Specifically, the guidelines apportioned responsibilities to financial institutions with respect to BO obligations.
Therefore, in line with the provisions of the CBN AML/CFT/CPF Regulations and global best practice, financial institutions, among other things, are required to identify and manage ML/TF/PF risks posed by legal persons and legal arrangements.
They are also mandated under the regulations to understand the nature of the customer’s business, its ownership structure; taking into cognisance the complex ownership structure where shareholders are multiple legal persons, or complex arrangements in different nominee shares, which when aggregated gives a controlling ownership in the entity.
The CBN further stated that in such circumstances, the financial institution is required to identify the natural person(s) with ultimate control.
The banks and OFIs are further required to identify and take reasonable steps to verify the identity of a BO, board members, senior management, settlor, trustee, beneficiary and other positions denoting control using relevant information or data obtained from reliable sources to satisfy itself that it has knowledge of the BO(s) of the customer; as well as apply Enhanced Due Diligence (EDD) on complex corporate vehicle structures that pose higher ML/TF/PF risks,
Furthermore, the banks are to ensure that relevant authorities have timely access to BO information, and ensure records of all relevant documents used in determining the BO for legal persons or legal arrangements are kept and updated periodically.

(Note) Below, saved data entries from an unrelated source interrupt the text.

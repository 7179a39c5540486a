//! Request serialization for the map-matching endpoint.
//!
//! ```text
//! GET {base_url}/matching/v5/{profile}/{lon,lat;lon,lat;...}
//!     ?geometries=geojson&radiuses={r;r;...}&steps=true&access_token={token}
//! ```

use url::Url;

use crate::geo::{Path, SearchRadius};
use crate::matching::types::{MatchError, MatchResult, MatchingConfig};

/// Semicolon-joined `lon,lat` pairs.
pub fn coordinates_param(path: &Path) -> String {
    join(path.coordinates().iter())
}

/// Semicolon-joined radii in meters.
pub fn radiuses_param(radii: &SearchRadius) -> String {
    join(radii.values().iter())
}

fn join<T: std::fmt::Display>(items: impl Iterator<Item = T>) -> String {
    items
        .map(|item| item.to_string())
        .collect::<Vec<_>>()
        .join(";")
}

/// Build the full request URL.
///
/// Path and radii lengths are not compared here; keeping them equal is the
/// caller's job.
pub fn build_url(config: &MatchingConfig, path: &Path, radii: &SearchRadius) -> MatchResult<Url> {
    let raw = format!(
        "{}/matching/v5/{}/{}?geometries=geojson&radiuses={}&steps={}&access_token={}",
        config.base_url.trim_end_matches('/'),
        config.profile.trim_matches('/'),
        coordinates_param(path),
        radiuses_param(radii),
        config.steps,
        config.access_token,
    );
    Url::parse(&raw).map_err(|e| MatchError::InvalidUrl(e.to_string()))
}
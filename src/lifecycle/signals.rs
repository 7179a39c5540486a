//! OS signal handling.

use crate::lifecycle::shutdown::Shutdown;

/// Wait for Ctrl+C, then trigger `shutdown`.
///
/// If the handler cannot be installed the error is logged and this future
/// never completes.
pub async fn shutdown_on_ctrl_c(shutdown: Shutdown) {
    if let Err(e) = tokio::signal::ctrl_c().await {
        tracing::error!(error = %e, "Failed to install Ctrl+C handler");
        std::future::pending::<()>().await;
    }
    tracing::info!("Shutdown signal received");
    shutdown.trigger();
}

Also, financial institutions are to apply a risk-based approach in the identification and verification of BOs, adding that measures to be applied should be on the risk sensitive basis and should be set out in their AML/CFT/CPF framework.
The regulation also mandates the institutions to conduct enhanced CDD on BOs that pose higher risk and file a suspicious transaction report with the Nigerian Financial Intelligence Unit (NFIU) if there are reasonable reasons to suspect money laundering or terrorism financing.
They are also required to establish AML/CFT/CPF internal policies and procedures to mitigate identified risks relating to BO; have effective systems to determine whether a beneficial owner is a politically exposed person (PEP) or a family member or close associate of a PEP.
The new regulations provide that where a BO was determined to be in one of these categories, the financial institution must take additional measures to manage the risk.
“Such measures include obtaining senior management approval before establishing or continuing with the customer relationship, establishing the beneficial owner’s source of funds and source of wealth, and conducting enhanced ongoing monitoring of the customer relationship,” the guidelines stated.
In addition, financial institutions are expected to use the records or information collected through CDD or other sources to create a BO register of its customers that are legal persons and legal arrangements; ensure that the BO information in their register is periodically reviewed and updated annually or when there are changes, and flag and report inconsistency or discrepancies between the BO information in the public register and the BO information in their records to the Corporate Affairs Commission (CAC).
Moreover, the central bank also mandated the banks to provide, on request, information on BOs to the CBN and other competent authorities identified under the MLPPA, and to render periodic returns to the CBN on their customers along with details of beneficial owner(s) that are legal persons and legal arrangements in the prescribed format and frequency.